── DATA SHOWN ──

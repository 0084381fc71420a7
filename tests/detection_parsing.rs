use image::DynamicImage;
use shoplens::common::{DetectorConfig, LensFrame};
use shoplens::detector::{self, DetectionClient, ProductDetector};
use shoplens::LensError;

const GOOD_PAYLOAD: &str = r#"{"products": [
    {"id": "p1", "name": "Red Sneakers", "category": "Fashion",
     "box": [100, 200, 400, 600], "confidence": 0.92},
    {"id": 7, "name": "Desk Lamp", "category": "Home",
     "box": [50, 50, 300, 250], "confidence": 0.61}
]}"#;

#[test]
fn well_formed_payload_parses() {
    let products = detector::parse_detection_payload(GOOD_PAYLOAD).unwrap();
    assert_eq!(products.len(), 2);

    let first = &products[0];
    assert_eq!(first.id, "p1");
    assert_eq!(first.name, "Red Sneakers");
    assert_eq!(first.bbox.ymin, 100.);
    assert_eq!(first.bbox.xmin, 200.);
    assert_eq!(first.bbox.ymax, 400.);
    assert_eq!(first.bbox.xmax, 600.);
    assert!(first.shop_url.starts_with("https://www.nordstrom.com/"));
    assert!(first.shop_url.ends_with("Red+Sneakers"));

    // numeric ids are stringified
    assert_eq!(products[1].id, "7");
}

#[test]
fn fenced_payload_parses() {
    let fenced = format!("```json\n{}\n```", GOOD_PAYLOAD);
    let products = detector::parse_detection_payload(&fenced).unwrap();
    assert_eq!(products.len(), 2);
}

#[test]
fn bare_array_payload_parses() {
    let raw = r#"[{"id": "a", "name": "Mug", "category": "Home",
                   "box": [0, 0, 100, 100], "confidence": 0.5}]"#;
    let products = detector::parse_detection_payload(raw).unwrap();
    assert_eq!(products.len(), 1);
}

#[test]
fn malformed_json_degrades_to_zero_detections() {
    let products = detector::parse_detection_payload("the model rambled instead").unwrap();
    assert!(products.is_empty());
}

#[test]
fn missing_products_field_degrades_to_zero_detections() {
    assert!(detector::parse_detection_payload("{}").unwrap().is_empty());
    assert!(detector::parse_detection_payload(r#"{"products": "nope"}"#)
        .unwrap()
        .is_empty());
    assert!(detector::parse_detection_payload("42").unwrap().is_empty());
}

#[test]
fn entirely_empty_response_is_fatal() {
    assert!(matches!(
        detector::parse_detection_payload(""),
        Err(LensError::EmptyResponse)
    ));
    assert!(matches!(
        detector::parse_detection_payload("   \n"),
        Err(LensError::EmptyResponse)
    ));
}

#[test]
fn partially_malformed_entries_are_skipped() {
    let raw = r#"{"products": [
        {"id": "no-box", "name": "Ghost", "category": "Home", "confidence": 0.9},
        {"box": [10, 10, 20, 20], "confidence": 1.7}
    ]}"#;
    let products = detector::parse_detection_payload(raw).unwrap();

    // entry without a box is dropped, the other gets safe defaults
    assert_eq!(products.len(), 1);
    assert_eq!(products[0].name, "Unknown product");
    assert_eq!(products[0].id, "product-1");
    assert_eq!(products[0].confidence, 1.0);
}

#[tokio::test]
async fn missing_api_key_is_an_auth_error() {
    let client = DetectionClient::new(DetectorConfig::new().with_api_key("")).unwrap();
    let frame = LensFrame::from_image(&DynamicImage::new_rgb8(8, 8), 80).unwrap();

    match client.detect(&frame).await {
        Err(LensError::Auth(msg)) => assert!(msg.contains("API key")),
        other => panic!("expected auth error, got {:?}", other.map(|p| p.len())),
    }
}
use std::sync::Arc;

use crate::capture::{self, FrameSource};
use crate::common::LensProduct;
use crate::data::{cycle_channels, CyclePump, CycleResult, CycleSink};
use crate::detector::ProductDetector;

#[derive(Debug, Default, Clone, Copy, PartialEq, Eq)]
pub enum PlaybackState {
    #[default]
    Playing,
    Paused,
}

/// Media events the viewer forwards from the player surface.
#[derive(Debug, Clone)]
pub enum PlayerEvent {
    Play,
    Pause,
    MediaLoaded { width: u32, height: u32 },
    MediaError(String),
}

/// UI-facing view state for one viewer: playback state, the detections
/// currently on screen, the in-flight flag and the dismissible error banner.
#[derive(Debug, Default)]
pub struct ViewerSession {
    state: PlaybackState,
    products: Vec<LensProduct>,
    processing: bool,
    error_banner: Option<String>,
    issued_seq: u64,
}

impl ViewerSession {
    pub fn state(&self) -> PlaybackState {
        self.state
    }

    pub fn products(&self) -> &[LensProduct] {
        &self.products
    }

    pub fn is_processing(&self) -> bool {
        self.processing
    }

    pub fn error_banner(&self) -> Option<&str> {
        self.error_banner.as_deref()
    }

    pub fn dismiss_error(&mut self) {
        self.error_banner = None;
    }

    /// Stamps a new capture cycle on pause. Later cycles always win over
    /// earlier ones. Public so embedders with their own transport can drive
    /// the session directly.
    pub fn begin_cycle(&mut self) -> u64 {
        self.state = PlaybackState::Paused;
        self.issued_seq += 1;
        self.processing = true;
        self.issued_seq
    }

    /// Resume wipes everything the last pause produced.
    fn resume(&mut self) {
        self.state = PlaybackState::Playing;
        self.products.clear();
        self.error_banner = None;
        self.processing = false;
    }

    /// Applies one finished cycle. Results that arrive after resume or
    /// behind a newer cycle are discarded, never rendered.
    pub fn apply_result(&mut self, result: CycleResult) {
        if self.state == PlaybackState::Playing {
            log::debug!("discarding cycle {} result after resume", result.seq);
            return;
        }
        if result.seq < self.issued_seq {
            log::debug!(
                "discarding stale cycle {} (latest issued is {})",
                result.seq,
                self.issued_seq
            );
            return;
        }

        self.processing = false;
        match result.outcome {
            Ok(products) => {
                log::info!("cycle {}: {} products detected", result.seq, products.len());
                self.products = products;
            }
            Err(err) => {
                log::warn!("cycle {} failed: {}", result.seq, err);
                self.products.clear();
                self.error_banner = Some(err.to_string());
            }
        }
    }
}

/// Event wiring between the player surface and the capture pipeline.
///
/// Pause starts a capture cycle; the detect round-trip runs on a spawned
/// task and its result comes back over the cycle channel, applied on the
/// next [`PlaybackController::pump`]. A round-trip is never cancelled; the
/// session's sequence guard keeps a slow early response from overwriting a
/// newer one.
pub struct PlaybackController<D: ProductDetector + 'static> {
    session: ViewerSession,
    detector: Arc<D>,
    jpeg_quality: u8,
    sink: CycleSink,
    pump: CyclePump,
}

impl<D: ProductDetector + 'static> PlaybackController<D> {
    pub fn new(detector: Arc<D>, jpeg_quality: u8) -> Self {
        let (sink, pump) = cycle_channels();
        Self {
            session: ViewerSession::default(),
            detector,
            jpeg_quality,
            sink,
            pump,
        }
    }

    pub fn session(&self) -> &ViewerSession {
        &self.session
    }

    pub fn dismiss_error(&mut self) {
        self.session.dismiss_error();
    }

    /// Feeds one media event through the state machine. Must run inside a
    /// tokio runtime so pause can spawn the detect task.
    pub fn handle_event(&mut self, event: PlayerEvent, source: &dyn FrameSource) {
        match event {
            PlayerEvent::Play => self.session.resume(),
            PlayerEvent::Pause => self.start_cycle(source),
            PlayerEvent::MediaLoaded { width, height } => {
                log::info!("media loaded at {}x{}", width, height);
                // fresh clip, fresh session
                self.session.resume();
            }
            PlayerEvent::MediaError(message) => {
                self.session.error_banner = Some(format!("failed to load media: {}", message));
            }
        }
    }

    fn start_cycle(&mut self, source: &dyn FrameSource) {
        let seq = self.session.begin_cycle();

        // Capture errors surface immediately, no round-trip issued.
        let frame = match capture::capture_frame(source, self.jpeg_quality) {
            Ok(frame) => frame,
            Err(err) => {
                self.session.apply_result(CycleResult {
                    seq,
                    outcome: Err(err),
                });
                return;
            }
        };

        let detector = Arc::clone(&self.detector);
        let res_tx = self.sink.res_tx.clone();
        tokio::spawn(async move {
            let outcome = detector.detect(&frame).await;
            if res_tx.send(CycleResult { seq, outcome }).is_err() {
                log::error!("cycle {}: result channel closed", seq);
            }
        });
    }

    /// Drains finished cycles into the session. Call from the event loop
    /// whenever the view refreshes.
    pub fn pump(&mut self) {
        while let Ok(result) = self.pump.res_rx.try_recv() {
            self.session.apply_result(result);
        }
    }
}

───

## WHAT IS NEEDED:
Starting with the first line of the entries and ending with the line that has "assert_eq!(first.bbox.xmin, 200.);", copy each line exactly and add nothing.

## YOUR RESPONSE:
repository 0084381fc71420a7
filename tests/detection_parsing.rs
use image::DynamicImage;
use shoplens::common::{DetectorConfig, LensFrame};
use shoplens::detector::{self, DetectionClient, ProductDetector};
use shoplens::LensError;

const GOOD_PAYLOAD: &str = r#"{"products": [
    {"id": "p1", "name": "Red Sneakers", "category": "Fashion",
     "box": [100, 200, 400, 600], "confidence": 0.92},
    {"id": 7, "name": "Desk Lamp", "category": "Home",
     "box": [50, 50, 300, 250], "confidence": 0.61}
]}"#;

#[test]
fn well_formed_payload_parses() {
    let products = detector::parse_detection_payload(GOOD_PAYLOAD).unwrap();
    assert_eq!(products.len(), 2);

    let first = &products[0];
    assert_eq!(first.id, "p1");
    assert_eq!(first.name, "Red Sneakers");
    assert_eq!(first.bbox.ymin, 100.);
    assert_eq!(first.bbox.xmin, 200.);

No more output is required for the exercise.